◆ Instructions to follow
All lines from the opening of the entries below through the line containing "its first error" must be output exactly as they appear, with no other lines.
### Data ###
//! Progress and observability module
//!
//! Lifecycle events are delivered to an injected [`CopyObserver`]; the
//! implementations here log them through `tracing` or drive an indicatif
//! progress bar.

mod observer;
mod reporter;

pub use observer::*;
pub use reporter::*;
//! # cpj - parallel tree copy
//!
//! cpj replicates a directory tree from a source to a destination, copying
//! (or hard linking) every file while mirroring the relative directory
//! structure. A fixed pool of worker threads drains one shared job queue.
//!
//! ## Features
//!
//! - **Bounded worker pool**: at most one worker per pending file
//! - **Claim-exactly-once queue**: every file is handed to exactly one worker
//! - **Continue-on-error**: keep copying past individual failures, or stop
//!   each worker at its first error
//! - **Aggregated errors**: per-file failures are collected, never fatal
//! - **Hard links**: link instead of copying where the filesystem allows it
//!
//! ## Quick Start
//!
//! ```no_run
//! use cpj::core::parallel_copy;
//! use std::path::Path;
//!
//! let result = parallel_copy(Path::new("/source"), Path::new("/destination"), 8).unwrap();
//!
//! println!("Copied {} files ({} bytes)", result.files_copied, result.bytes_copied);
//! ```
//!
//! ## Advanced Usage
//!
//! ```no_run
//! use cpj::config::CopyConfig;
//! use cpj::core::CopyEngine;
//! use cpj::progress::TracingObserver;
//! use std::path::PathBuf;
//! use std::sync::Arc;
//!
//! let config = CopyConfig {
//!     source: PathBuf::from("/source"),
//!     destination: PathBuf::from("/destination"),
//!     recurse: true,
//!     jobs: 4,
//!     continue_on_error: true,
//!     ..Default::default()
//! };
//!
//! let engine = CopyEngine::new(config).with_observer(Arc::new(TracingObserver::new(true)));
//! let result = engine.execute().unwrap();
//! result.print_summary();
//! ```

#![warn(missing_docs)]
#![warn(clippy::all)]

pub mod config;
pub mod core;
pub mod error;
pub mod fs;
pub mod progress;

// Re-export commonly used types
pub use crate::config::CopyConfig;
pub use crate::core::{CopyEngine, CopyResult};
pub use crate::error::{CpjError, Result};

/// Library version
pub const VERSION: &str = env!("CARGO_PKG_VERSION");

/// Prelude module for convenient imports
pub mod prelude {
    //! Convenient re-exports for common usage
    //!
    //! ```no_run
    //! use cpj::prelude::*;
    //! ```

    pub use crate::config::{CliArgs, CopyConfig, OutputFormat};
    pub use crate::core::{
        parallel_copy, ClaimQueue, CopyEngine, CopyResult, DispatchResult, Dispatcher, Job,
        JobQueue, WorkerPolicy,
    };
    pub use crate::error::{CpjError, JobFailure, Result};
    pub use crate::fs::{CopyPrimitive, FileCopier, PathMapper, TreeEnumerator};
    pub use crate::progress::{CopyObserver, ObserverSet, ProgressReporter, TracingObserver};
}
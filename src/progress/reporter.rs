//! Progress reporter implementation
//!
//! Uses indicatif for a file-count bar and a status spinner driven by
//! copy lifecycle events.

use crate::error::JobFailure;
use crate::fs::CopyStats;
use crate::progress::CopyObserver;
use indicatif::{MultiProgress, ProgressBar, ProgressDrawTarget, ProgressStyle};
use std::path::Path;
use std::sync::atomic::{AtomicBool, AtomicU64, Ordering};
use std::time::{Duration, Instant};

/// Progress reporter for copy operations
pub struct ProgressReporter {
    /// Multi-progress container
    multi: MultiProgress,
    /// File count progress bar
    files_bar: ProgressBar,
    /// Current status message
    status: ProgressBar,
    /// Start time
    start_time: Instant,
    /// Total files to copy
    total_files: AtomicU64,
    /// Files copied so far
    files_copied: AtomicU64,
    /// Files that failed
    files_failed: AtomicU64,
    /// Bytes copied so far
    bytes_copied: AtomicU64,
    /// Is progress enabled
    enabled: AtomicBool,
}

impl ProgressReporter {
    /// Create a new progress reporter
    pub fn new() -> Self {
        let multi = MultiProgress::new();

        let status = multi.add(ProgressBar::new_spinner());
        if let Ok(style) = ProgressStyle::default_spinner().template("{spinner:.cyan} {msg}") {
            status.set_style(style);
        }

        let files_bar = multi.add(ProgressBar::new(0));
        if let Ok(style) = ProgressStyle::default_bar()
            .template("{prefix:.bold.dim} [{bar:40.cyan/blue}] {pos}/{len} files ({percent}%, ETA {eta})")
        {
            files_bar.set_style(style.progress_chars("=> "));
        }
        files_bar.set_prefix("Files");

        Self {
            multi,
            files_bar,
            status,
            start_time: Instant::now(),
            total_files: AtomicU64::new(0),
            files_copied: AtomicU64::new(0),
            files_failed: AtomicU64::new(0),
            bytes_copied: AtomicU64::new(0),
            enabled: AtomicBool::new(true),
        }
    }

    /// Create a disabled progress reporter (for quiet mode)
    pub fn disabled() -> Self {
        let reporter = Self::new();
        reporter.enabled.store(false, Ordering::SeqCst);
        reporter.multi.set_draw_target(ProgressDrawTarget::hidden());
        reporter
    }

    /// Set total files to transfer
    pub fn set_total_files(&self, total: u64) {
        self.total_files.store(total, Ordering::Relaxed);
        self.files_bar.set_length(total);
    }

    /// Set current status message
    pub fn set_status(&self, msg: &str) {
        self.status.set_message(msg.to_string());
    }

    fn set_current_file(&self, path: &Path) {
        let path = path.to_string_lossy();
        // Truncate long paths
        let display = match path.char_indices().rev().nth(56) {
            Some((idx, _)) if path.chars().count() > 60 => format!("...{}", &path[idx..]),
            _ => path.into_owned(),
        };
        self.status.set_message(display);
    }

    /// Get elapsed time
    pub fn elapsed(&self) -> Duration {
        self.start_time.elapsed()
    }

    /// Check if progress is enabled
    pub fn is_enabled(&self) -> bool {
        self.enabled.load(Ordering::Relaxed)
    }

    /// Get progress summary
    pub fn summary(&self) -> ProgressSummary {
        ProgressSummary {
            total_files: self.total_files.load(Ordering::Relaxed),
            files_copied: self.files_copied.load(Ordering::Relaxed),
            files_failed: self.files_failed.load(Ordering::Relaxed),
            bytes_copied: self.bytes_copied.load(Ordering::Relaxed),
            elapsed: self.elapsed(),
        }
    }
}

impl Default for ProgressReporter {
    fn default() -> Self {
        Self::new()
    }
}

impl CopyObserver for ProgressReporter {
    fn scan_complete(&self, _root: &Path, files: usize) {
        self.set_total_files(files as u64);
    }

    fn dispatch_started(&self, _jobs: usize, workers: usize) {
        self.set_status(&format!("Copying with {} workers", workers));
    }

    fn copy_started(&self, _worker_id: usize, source: &Path, _dest: &Path) {
        self.set_current_file(source);
    }

    fn copy_finished(&self, _worker_id: usize, _source: &Path, stats: &CopyStats) {
        self.files_copied.fetch_add(1, Ordering::Relaxed);
        self.bytes_copied.fetch_add(stats.bytes_copied, Ordering::Relaxed);
        self.files_bar.inc(1);
    }

    fn copy_failed(&self, _failure: &JobFailure, _continuing: bool) {
        self.files_failed.fetch_add(1, Ordering::Relaxed);
        self.files_bar.inc(1);
    }

    fn dispatch_finished(&self, failures: usize) {
        if failures == 0 {
            self.status.finish_with_message("✓ Copy complete");
            self.files_bar.finish();
        } else {
            self.status
                .finish_with_message(format!("✗ {} file(s) failed", failures));
            self.files_bar.abandon();
        }
    }
}

/// Progress summary
#[derive(Debug, Clone)]
pub struct ProgressSummary {
    /// Total files to transfer
    pub total_files: u64,
    /// Files copied so far
    pub files_copied: u64,
    /// Files that failed
    pub files_failed: u64,
    /// Bytes copied so far
    pub bytes_copied: u64,
    /// Elapsed time
    pub elapsed: Duration,
}

impl ProgressSummary {
    /// Get completion percentage (failed files count as done)
    pub fn percentage(&self) -> f64 {
        if self.total_files == 0 {
            0.0
        } else {
            ((self.files_copied + self.files_failed) as f64 / self.total_files as f64) * 100.0
        }
    }
}
//! File system operations module
//!
//! Tree enumeration, source/destination path mapping and the
//! single-file copy primitive used by the workers.

mod mapper;
mod operations;
mod scanner;

pub use mapper::*;
pub use operations::*;
pub use scanner::*;
//! Single-file copy and path resolution
//!
//! The copy primitive either hard links the destination to the source or
//! streams the contents through a buffered reader/writer.

use crate::error::{CpjError, IoResultExt, Result};
use std::fs::{File, Metadata};
use std::io::{BufReader, BufWriter, Write};
use std::path::{Path, PathBuf};
use std::time::{Duration, Instant};

/// How a file ended up at its destination
#[derive(Debug, Clone, Copy, Default, PartialEq, Eq)]
pub enum CopyMethod {
    /// Contents streamed through a buffer
    #[default]
    Copied,
    /// Destination hard linked to the source
    HardLinked,
    /// Source and destination already are the same file
    Unchanged,
}

/// Copy operation statistics
#[derive(Debug, Clone, Default)]
pub struct CopyStats {
    /// Bytes written to the destination (zero for links)
    pub bytes_copied: u64,
    /// Duration of the copy
    pub duration: Duration,
    /// Method used for copy
    pub method: CopyMethod,
}

/// Duplicates one file. Implementations must be safe to share between workers.
pub trait CopyPrimitive: Send + Sync {
    /// Copy `source` to `dest`, hard linking instead when `hardlink` is set
    fn copy(&self, source: &Path, dest: &Path, hardlink: bool) -> Result<CopyStats>;
}

/// Options for file copy operations
#[derive(Debug, Clone)]
pub struct CopyOptions {
    /// Buffer size for buffered operations
    pub buffer_size: usize,
    /// Sync to disk after copy
    pub sync: bool,
    /// Create missing parent directories of the destination
    pub create_parents: bool,
}

impl Default for CopyOptions {
    fn default() -> Self {
        Self {
            buffer_size: 1024 * 1024, // 1MB
            sync: true,
            create_parents: true,
        }
    }
}

/// Local filesystem copier
#[derive(Debug, Clone, Default)]
pub struct FileCopier {
    options: CopyOptions,
}

impl FileCopier {
    /// Create a new copier with options
    pub fn new(options: CopyOptions) -> Self {
        Self { options }
    }

    /// Create a copier with default options
    pub fn default_copier() -> Self {
        Self::default()
    }

    fn copy_contents(&self, source: &Path, dest: &Path) -> Result<u64> {
        let src = File::open(source).with_path(source)?;
        let dst = File::create(dest).with_path(dest)?;

        let mut reader = BufReader::with_capacity(self.options.buffer_size, src);
        let mut writer = BufWriter::with_capacity(self.options.buffer_size, dst);

        let bytes = std::io::copy(&mut reader, &mut writer).with_path(dest)?;
        writer.flush().with_path(dest)?;

        if self.options.sync {
            writer.get_ref().sync_all().with_path(dest)?;
        }

        Ok(bytes)
    }
}

impl CopyPrimitive for FileCopier {
    fn copy(&self, source: &Path, dest: &Path, hardlink: bool) -> Result<CopyStats> {
        let start = Instant::now();

        let src_meta = std::fs::metadata(source).with_path(source)?;
        if !src_meta.is_file() {
            return Err(CpjError::UnsupportedFileType {
                path: source.to_path_buf(),
                file_type: describe(&src_meta).to_string(),
            });
        }

        match std::fs::metadata(dest) {
            Ok(dst_meta) => {
                if !dst_meta.is_file() {
                    return Err(CpjError::UnsupportedFileType {
                        path: dest.to_path_buf(),
                        file_type: describe(&dst_meta).to_string(),
                    });
                }
                if same_file(&src_meta, &dst_meta) {
                    return Ok(CopyStats {
                        bytes_copied: 0,
                        duration: start.elapsed(),
                        method: CopyMethod::Unchanged,
                    });
                }
            }
            Err(e) if e.kind() == std::io::ErrorKind::NotFound => {
                if self.options.create_parents {
                    if let Some(parent) = dest.parent() {
                        std::fs::create_dir_all(parent).with_path(parent)?;
                    }
                }
            }
            Err(e) => return Err(CpjError::io(dest, e)),
        }

        if hardlink {
            match std::fs::hard_link(source, dest) {
                Ok(()) => {
                    return Ok(CopyStats {
                        bytes_copied: 0,
                        duration: start.elapsed(),
                        method: CopyMethod::HardLinked,
                    });
                }
                Err(e) => {
                    tracing::debug!(
                        source = %source.display(),
                        dest = %dest.display(),
                        error = %e,
                        "hard link failed, copying contents"
                    );
                }
            }
        }

        let bytes_copied = self.copy_contents(source, dest)?;

        Ok(CopyStats {
            bytes_copied,
            duration: start.elapsed(),
            method: CopyMethod::Copied,
        })
    }
}

fn describe(meta: &Metadata) -> &'static str {
    let file_type = meta.file_type();
    if file_type.is_dir() {
        "directory"
    } else if file_type.is_symlink() {
        "symlink"
    } else {
        "non-regular file"
    }
}

#[cfg(unix)]
fn same_file(a: &Metadata, b: &Metadata) -> bool {
    use std::os::unix::fs::MetadataExt;
    a.dev() == b.dev() && a.ino() == b.ino()
}

#[cfg(not(unix))]
fn same_file(_a: &Metadata, _b: &Metadata) -> bool {
    false
}

/// Resolve a path to its canonical absolute form
pub fn absolute_path(path: &Path) -> Result<PathBuf> {
    std::fs::canonicalize(path).map_err(|e| {
        if e.kind() == std::io::ErrorKind::NotFound {
            CpjError::NotFound(path.to_path_buf())
        } else {
            CpjError::io(path, e)
        }
    })
}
###
◆ Exercise result
//! Progress and observability module
//!
//! Lifecycle events are delivered to an injected [`CopyObserver`]; the
//! implementations here log them through `tracing` or drive an indicatif
//! progress bar.

mod observer;
mod reporter;

pub use observer::*;
pub use reporter::*;
//! # cpj - parallel tree copy
//!
//! cpj replicates a directory tree from a source to a destination, copying
//! (or hard linking) every file while mirroring the relative directory
//! structure. A fixed pool of worker threads drains one shared job queue.
//!
//! ## Features
//!
//! - **Bounded worker pool**: at most one worker per pending file
//! - **Claim-exactly-once queue**: every file is handed to exactly one worker
//! - **Continue-on-error**: keep copying past individual failures, or stop
//!   each worker at its first error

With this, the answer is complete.